English-Corpora.org

English-Corpora.org


USING THE CORPORA FOR LANGUAGE LEARNING AND TEACHING  

We believe that the corpora from English-Corpora.org provide learners with much better data and many more learner-oriented features than any other online corpora. This may be why the corpora from English-Corpora.org (previously known as the "BYU corpora") have served as the basis for almost every book on corpora and language learning during the past 10-15 years (just a small sampling: A B C D; and see also the new 2023 book E ).


By far, the most widely used corpus for language learning is COCA (the Corpus of Contemporary American English). COCA is the only corpus that is large, recent, and genre-balanced. Having corpora that are genre-balanced is extremely important. This is because language learners often do not know if a word or phrase sounds overly formal or informal to native speakers, and if they don't use it correctly, they may sound strange when they write or speak in English.

To give two simple examples, a learner might use a word or phrase like a lot of NOUN in an academic paper (where it would be better to use several NOUN), or they might end up using seldom in conversation with friends, even though for most native speakers it sounds old-fashioned and formal. Likewise, the meaning and usage of a word can vary greatly between genres, such as the collocates (nearby words) of chair or chain in fiction and academic English.

A corpus that is composed mainly of web pages or newspapers cannot show these distinctions. The corpus needs to have a wide range of genres, from informal (e.g. conversation and TV and movie scripts) to formal (e.g. academic), as does COCA.
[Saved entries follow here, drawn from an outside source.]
//! `validate` command implementation.

use anyhow::{Context, Result};
use contracts::{NotificationPolicy, ReporterConfig, SinkType};
use serde::Serialize;
use tracing::info;

use crate::cli::ValidateArgs;

/// Validation result for JSON output
#[derive(Serialize)]
struct ValidationResult {
    valid: bool,
    config_path: String,
    #[serde(skip_serializing_if = "Option::is_none")]
    error: Option<String>,
    #[serde(skip_serializing_if = "Option::is_none")]
    warnings: Option<Vec<String>>,
    #[serde(skip_serializing_if = "Option::is_none")]
    summary: Option<ConfigSummary>,
}

#[derive(Serialize)]
struct ConfigSummary {
    version: String,
    app: String,
    notification: NotificationPolicy,
    worker_threads: usize,
    sink_count: usize,
}

/// Execute the `validate` command
pub fn run_validate(args: &ValidateArgs) -> Result<()> {
    info!(config = %args.config.display(), "Validating configuration");

    let result = validate_config(args);

    if args.json {
        let json = serde_json::to_string_pretty(&result)
            .context("Failed to serialize validation result")?;
        println!("{}", json);
    } else {
        print_validation_result(&result);
    }

    if result.valid {
        Ok(())
    } else {
        anyhow::bail!("Configuration validation failed")
    }
}

fn validate_config(args: &ValidateArgs) -> ValidationResult {
    let config_path = args.config.display().to_string();

    // Check file exists
    if !args.config.exists() {
        return ValidationResult {
            valid: false,
            config_path,
            error: Some(format!("File not found: {}", args.config.display())),
            warnings: None,
            summary: None,
        };
    }

    // Try to load and validate
    match config_loader::ConfigLoader::load_from_path(&args.config) {
        Ok(config) => {
            let warnings = collect_warnings(&config);
            ValidationResult {
                valid: true,
                config_path,
                error: None,
                warnings: if warnings.is_empty() {
                    None
                } else {
                    Some(warnings)
                },
                summary: Some(ConfigSummary {
                    version: format!("{:?}", config.version),
                    app: config.app.source_name(),
                    notification: config.notification,
                    worker_threads: config.worker_threads,
                    sink_count: config.sinks.len(),
                }),
            }
        }
        Err(e) => ValidationResult {
            valid: false,
            config_path,
            error: Some(e.to_string()),
            warnings: None,
            summary: None,
        },
    }
}

/// Collect configuration warnings (non-fatal issues)
fn collect_warnings(config: &ReporterConfig) -> Vec<String> {
    let mut warnings = Vec::new();

    if config.sinks.is_empty() {
        warnings.push("No sinks configured - reports will be built and dropped".to_string());
    }

    for sink in &config.sinks {
        match sink.sink_type {
            SinkType::Http => {
                if sink.param("url").is_some_and(|url| url.starts_with("http://")) {
                    warnings.push(format!(
                        "HTTP sink '{}' posts reports unencrypted",
                        sink.name
                    ));
                }
            }
            SinkType::Mail => {
                if sink.param("username").is_some() != sink.param("password").is_some() {
                    warnings.push(format!(
                        "Mail sink '{}' needs both username and password to authenticate",
                        sink.name
                    ));
                }
            }
            SinkType::File | SinkType::EventLog => {}
        }
    }

    warnings
}

fn print_validation_result(result: &ValidationResult) {
    if result.valid {
        println!("✓ Configuration is valid: {}", result.config_path);

        if let Some(ref summary) = result.summary {
            println!("\n  Version: {}", summary.version);
            println!("  Application: {}", summary.app);
            println!("  Notification: {}", summary.notification);
            println!("  Worker threads: {}", summary.worker_threads);
            println!("  Sinks: {}", summary.sink_count);
        }

        if let Some(ref warnings) = result.warnings {
            println!("\n⚠ Warnings:");
            for warning in warnings {
                println!("  - {}", warning);
            }
        }
    } else {
        println!("✗ Configuration is invalid: {}", result.config_path);
        if let Some(ref error) = result.error {
            println!("\n  Error: {}", error);
        }
    }
}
But a corpus is much more than the sentences, paragraphs, and texts in the corpus. A truly useful corpus also provides the end user with an interface that really allow them to take full advantage of the underlying data. The following are some of the features of English-Corpora.org that make these corpora uniquely useful for language learners:

Feature (click for info) Importance for language learning and teaching

Alternative phrases

One of the hardest things for language learners is knowing which words sounds good together. For example, which synonym of potent is most common with the word argument? One simple, fast search in COCA provides this information. Searches like this are either not possible or are very cumbersome and time-consuming with other online corpora, such as Sketch Engine or CQPWeb.

Word sketches

Learners want to see rich information on specific words (not just collocates). At English-Corpora.org, for every one of the top 60,000 words in a corpus, you can see the definition, synonyms, more specific and more general words, collocates, related topics, clusters, concordance lines, frequency, and links to external resources like pronunciation, images, videos, and translations for 100+ languages.

Browse

Learners want to search for words, and they want to find words by frequency (so they can see where they might have gaps in their vocabulary). At English-Corpora.org, you can search for words by word form, part of speech, frequency, meaning (e.g. words in a definition), synonym, more specific or more general words, and even pronunciation.

Find related words

Words are best learned as part of a "system" of related words. For example, if learners can relate telescope to other concepts like Earth, Sun, star, planet, galaxy, universe, scientist, or astronomy, they have a better chance of knowing what telescope means, and of remembering it. Only English-Corpora.org allows learners to find both collocates and related topics (which co-occur anywhere in the text), and which provide great insight into the meaning of a word.

External resources

Many language learners benefit from multi-modal information for a given word or phrase, such as pronunciation, images, videos, and translation to their native language. English-Corpora.org has the only corpora that link to so many types of external resources, in so many useful ways. And when you're looking at Keyword in Context (KWIC) entries for a word, there are a wide range of "one click" resources that help you to kind information on words that you might not already know.

Entire texts (writing)

As with the "alternate phrases" section above, language learners often need help in knowing if Phrase 1 or Phrase 2 or Phrase 3 sounds the most natural, especially in a given genre. At English-Corpora.org, you can enter entire texts that you have written, and then quickly and easily highlight phrases in your text to find related phrases in COCA, which will allow you to edit your writing to make it sound more natural.

Entire texts (reading)

It might be overwhelming for a language learner to look at a text (such as an article from an online newspaper), when there are so many unknown words and phrases in the text. Using COCA at English-Corpora.org, you can find the keywords in a text (to understand better what it's about), but also (perhaps more importantly) click on any word or phrase in the text to see a wide range of information, such as in the "Word Sketches" section above.

Virtual Corpora

Those who are learning English for Specific Purposes (e.g. engineering, finance, or medicine, or even more specific applications like polymers, mortgages, or endocrinology) want to use a corpus to quickly and easily find the words and phrases for these fields. With English-Corpora.org, users can create specialized corpora in 5-10 seconds, and then extract keywords in another 2-3 seconds -- far more quickly and far more easily than can be done with other approaches like BootCat.

Saved words and phrases

When language learners see a useful word or phrase, they want to be able to save that word or phrase, and perhaps assign them to particular categories. This is quick and easy at English-Corpora.org.